Publication information
- Publisher: Marvel Comics
- First appearance: New X-Men #128 (Aug. 2002)
- Created by: Grant Morrison Igor Kordey

In-story information
- Type of organization: Secret governmental genetics program
- Base(s): Various
- Leader(s): John Sublime
- Agent(s): Professor Thorton Notable test subjects and creations Weapon I - Captain America/Steve Rogers Weapon I - Captain America/Isaiah Bradley Weapon I - Protocide Weapon II - Wolverteeny Weapon III - Skinless Man Weapon IV - Man-Thing Weapon V - Project V-Nam Weapon VI - Power Man Weapon VII - Nuke Weapon VIII - Unknown Weapon IX - Typhoid Mary Weapon X - Wolverine Weapon XI - Unknown Weapon XII - Huntsman Weapon XIII - Fantomex Weapon XIV - Stepford Cuckoos Weapon XV - Ultimaton Weapon XVI - Allgod Weapon Infinity - Deathlok Project: Troubleshooter - American Kaiju Weapon H - H-Alpha Weapon XXX Hellfire Program - Hellverine Hellfire Program - Destroyers

= Weapon Plus =

Fictional comic book program

Weapon Plus is a fictional clandestine program appearing in American comic books published by Marvel Comics. It was created by Grant Morrison during their run in New X-Men. The program's purpose is the creation of super-soldiers intended to fight the wars of the future, especially a mutant-human war. Weapon X, the organization's most well-known program, was originally the tenth installation, but eventually it branched off and became an independent program with similar purposes.
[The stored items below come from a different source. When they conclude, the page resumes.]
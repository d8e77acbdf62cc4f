//! Single game-server connection.
//!
//! The wire protocol is line-based: one request per line
//! (`<verb> <json-args>`), one response line per request (`OK <json>` or
//! `ERR <code> <message>`). A `login <password>` exchange authenticates the
//! connection before it is handed out.

use serde::de::DeserializeOwned;
use serde::Serialize;
use tokio::io::{AsyncBufReadExt, AsyncWriteExt, BufReader};
use tokio::net::tcp::{OwnedReadHalf, OwnedWriteHalf};
use tokio::net::TcpStream;

use warden_core::{GameClientError, GameResult};

/// Error code a removal gets when its target is already gone.
const ERR_NOT_FOUND: &str = "not_found";

/// One authenticated connection to the game server.
pub struct RconConnection {
    reader: BufReader<OwnedReadHalf>,
    writer: OwnedWriteHalf,
}

impl RconConnection {
    /// Connect and authenticate.
    pub async fn connect(address: &str, password: &str) -> GameResult<Self> {
        let stream = TcpStream::connect(address).await?;
        let (read_half, write_half) = stream.into_split();

        let mut conn = Self {
            reader: BufReader::new(read_half),
            writer: write_half,
        };

        conn.command::<_, serde_json::Value>("login", &password).await?;
        tracing::debug!(address, "Game server connection established");

        Ok(conn)
    }

    /// Send one request line and parse the response line.
    pub async fn command<A, R>(&mut self, verb: &str, args: &A) -> GameResult<R>
    where
        A: Serialize + ?Sized,
        R: DeserializeOwned,
    {
        let args = serde_json::to_string(args)
            .map_err(|e| GameClientError::Protocol(e.to_string()))?;
        self.writer
            .write_all(format!("{verb} {args}\n").as_bytes())
            .await?;
        self.writer.flush().await?;

        let mut line = String::new();
        let read = self.reader.read_line(&mut line).await?;
        if read == 0 {
            return Err(GameClientError::Io(std::io::Error::new(
                std::io::ErrorKind::UnexpectedEof,
                "connection closed by game server",
            )));
        }

        Self::parse_response(line.trim_end())
    }

    fn parse_response<R: DeserializeOwned>(line: &str) -> GameResult<R> {
        if let Some(body) = line.strip_prefix("OK") {
            let body = body.trim_start();
            let body = if body.is_empty() { "null" } else { body };
            return serde_json::from_str(body)
                .map_err(|e| GameClientError::Protocol(format!("bad OK body: {e}")));
        }

        if let Some(rest) = line.strip_prefix("ERR ") {
            let (code, message) = rest.split_once(' ').unwrap_or((rest, ""));
            return if code == ERR_NOT_FOUND {
                Err(GameClientError::NotFound)
            } else {
                Err(GameClientError::Transient(format!("{code}: {message}")))
            };
        }

        Err(GameClientError::Protocol(format!("unrecognized response: {line}")))
    }
}
#[tokio::test]
async fn ban_on_connect_defers_until_warn_online_sweep() {
    let h = harness(1);

    h.ban_store.insert_list(ban_list(1, BanSyncMethod::BanOnConnect, None));
    // Player is offline when the record lands.
    BanListService::new(&h.ctx)
        .create_record(NewBanRecord {
            list_id: 1,
            player_id: "p1".to_string(),
            admin_name: "admin".to_string(),
            reason: "cheating".to_string(),
            notes: None,
            expires_at: None,
        })
        .await
        .unwrap();
    deliver_last_ban_command(&h).await;

    assert!(
        h.game.state.lock().perma_bans.is_empty(),
        "enforcement deferred while offline"
    );

    // The player connects; the online sweep catches up.
    h.game.set_online(&["p1"]);
    BanCommandHandler::new(&h.ctx)
        .handle(BanCommand::WarnOnline)
        .await
        .unwrap();

    assert!(h.game.state.lock().perma_bans.contains("p1"));
}

#[tokio::test]
async fn expire_all_lifts_the_standing_punishment() {
    let h = harness(1);

    h.ban_store.insert_list(ban_list(1, BanSyncMethod::BanImmediately, None));
    h.ban_store.insert_record(ban_record(1, 1, "p1", 0, None));
    h.game.set_perma_banned("p1");

    let touched = BanListService::new(&h.ctx).expire_all_for_player("p1").await.unwrap();
    assert_eq!(touched, 1);

    deliver_last_ban_command(&h).await;

    let state = h.game.state.lock();
    assert!(state.perma_bans.is_empty(), "punishment removed after expire-all");
    assert!(state.temp_bans.is_empty());
}

#[tokio::test]
async fn deleting_the_default_list_is_rejected_and_never_published() {
    let h = harness(1);
    h.ban_store.insert_list(ban_list(0, BanSyncMethod::BanImmediately, None));

    let err = BanListService::new(&h.ctx).delete_list(0).await.unwrap_err();
    assert!(err.is_invariant_violation());
    assert!(h.bus.ban_frames().is_empty());
}

#[tokio::test]
async fn masked_list_commands_carry_the_list_mask() {
    let h = harness(1);

    let mask = ServerMask::from_servers([2, 3]);
    h.ban_store.insert_list(ban_list(1, BanSyncMethod::BanImmediately, Some(mask)));

    BanListService::new(&h.ctx)
        .create_record(NewBanRecord {
            list_id: 1,
            player_id: "p1".to_string(),
            admin_name: "admin".to_string(),
            reason: "r".to_string(),
            notes: None,
            expires_at: None,
        })
        .await
        .unwrap();

    let frames = h.bus.ban_frames();
    assert_eq!(frames[0].server_mask, mask);
    // This controller (server 1) is not targeted.
    assert!(!frames[0].targets(1));
    assert!(frames[0].targets(2));
}

#[tokio::test]
async fn widening_a_list_mask_notifies_old_and_new_servers() {
    let h = harness(1);

    let list = ban_list(1, BanSyncMethod::BanImmediately, Some(ServerMask::from_servers([1])));
    h.ban_store.insert_list(list.clone());

    let mut edited = list;
    edited.servers = Some(ServerMask::from_servers([2]));
    BanListService::new(&h.ctx).edit_list(edited).await.unwrap();

    let frames = h.bus.ban_frames();
    assert_eq!(frames[0].server_mask, ServerMask::from_servers([1, 2]));
}

// ============================================================================
// VIP scenarios
// ============================================================================

#[tokio::test]
async fn unknown_vip_removed_under_uniform_remove_unknown() {
    let h = harness(1);

    h.vip_store.insert_list(vip_list(1, VipSyncMethod::RemoveUnknown));
    h.game.add_vip("stranger", "Stray");

    let diff = VipReconciler::new(&h.ctx).reconcile().await.unwrap();
    assert_eq!(diff.to_remove, vec!["stranger".to_string()]);
    assert!(h.game.state.lock().vips.is_empty());
}

#[tokio::test]
async fn unknown_vip_spared_by_any_ignore_unknown_list() {
    let h = harness(1);

    h.vip_store.insert_list(vip_list(1, VipSyncMethod::RemoveUnknown));
    h.vip_store.insert_list(vip_list(2, VipSyncMethod::IgnoreUnknown));
    h.game.add_vip("stranger", "Stray");

    let diff = VipReconciler::new(&h.ctx).reconcile().await.unwrap();
    assert!(diff.is_empty());
    assert!(h.game.state.lock().vips.contains_key("stranger"));
}

#[tokio::test]
async fn vip_with_record_elsewhere_is_not_a_genuine_unknown() {
    let h = harness(1);

    // The only applicable list ignores unknowns, but the roster player holds
    // a record on a list scoped to another server - not a genuine unknown.
    h.vip_store.insert_list(vip_list(1, VipSyncMethod::IgnoreUnknown));
    let mut other = vip_list(2, VipSyncMethod::RemoveUnknown);
    other.servers = Some(ServerMask::from_servers([9]));
    h.vip_store.insert_list(other);
    h.vip_store.insert_record(vip_record(1, 2, "roamer", "Roamer"));
    h.game.add_vip("roamer", "Roamer");

    let diff = VipReconciler::new(&h.ctx).reconcile().await.unwrap();
    assert_eq!(diff.to_remove, vec!["roamer".to_string()]);
}

#[tokio::test]
async fn reconcile_is_idempotent() {
    let h = harness(1);

    h.vip_store.insert_list(vip_list(1, VipSyncMethod::RemoveUnknown));
    h.vip_store.insert_record(vip_record(1, 1, "p1", "Alpha"));
    h.game.add_vip("leftover", "Old");

    let first = VipReconciler::new(&h.ctx).reconcile().await.unwrap();
    assert!(!first.is_empty());

    let second = VipReconciler::new(&h.ctx).reconcile().await.unwrap();
    assert!(second.is_empty(), "second pass finds nothing to change");
}

#[tokio::test]
async fn every_vip_command_reconciles() {
    let h = harness(1);

    h.vip_store.insert_list(vip_list(1, VipSyncMethod::RemoveUnknown));
    h.vip_store.insert_record(vip_record(1, 1, "p1", "Alpha"));

    VipCommandHandler::new(&h.ctx)
        .handle(warden_sync::VipCommand::CreateRecord)
        .await
        .unwrap();

    assert_eq!(h.game.state.lock().vips.get("p1"), Some(&"Alpha".to_string()));
}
Morrison's introduction of Weapon Plus also shed new information about the origins of Weapon X, Captain America, and other Marvel Comics supersoldiers.

==Fictional team history==
During the 1940s, the existence of mutants was not yet known to the general public. A few individuals were aware of the coming of mutants and the fact that they had the potential to replace baseline humans as the dominant species of Earth. Weapon Plus was created to address the so-called mutant problem. What was unknown by everyone involved in Weapon Plus is that its mastermind, Sublime, was a sentient bacteria present in every living creature on the planet, save for mutants, who were genetically immune to the Sublime infection.

==Programs==
===Before Weapon I===
Project: Rebirth began as a collaboration between American, British and German eugenicists led by Josef Reinstein (later known as Abraham Erskine) and Koch. When World War II began, Koch took over the German program, and Reinstein moved to the American program.

===Weapon I===
Project: Rebirth, headed by Abraham Erskine, managed to produce Captain America (Steve Rogers). However, Erskine was murdered moments after Rogers was successfully enhanced. The refinements he introduced which made the process successful were lost with his death. Following Erskine's death, Koch took over the American program. Early attempts to recreate the formula resulted in African American super soldiers (most prominently Isaiah Bradley and his son Josiah X). Three hundred African-American soldiers were taken from Camp Cathcart and subjected to potentially fatal experiments at an undisclosed location.

===Weapon II===
Weapon II experimented on animals. It was implied by Grant Morrison that these animal weapons were the animal cyborgs in the comic We3, not published by Marvel.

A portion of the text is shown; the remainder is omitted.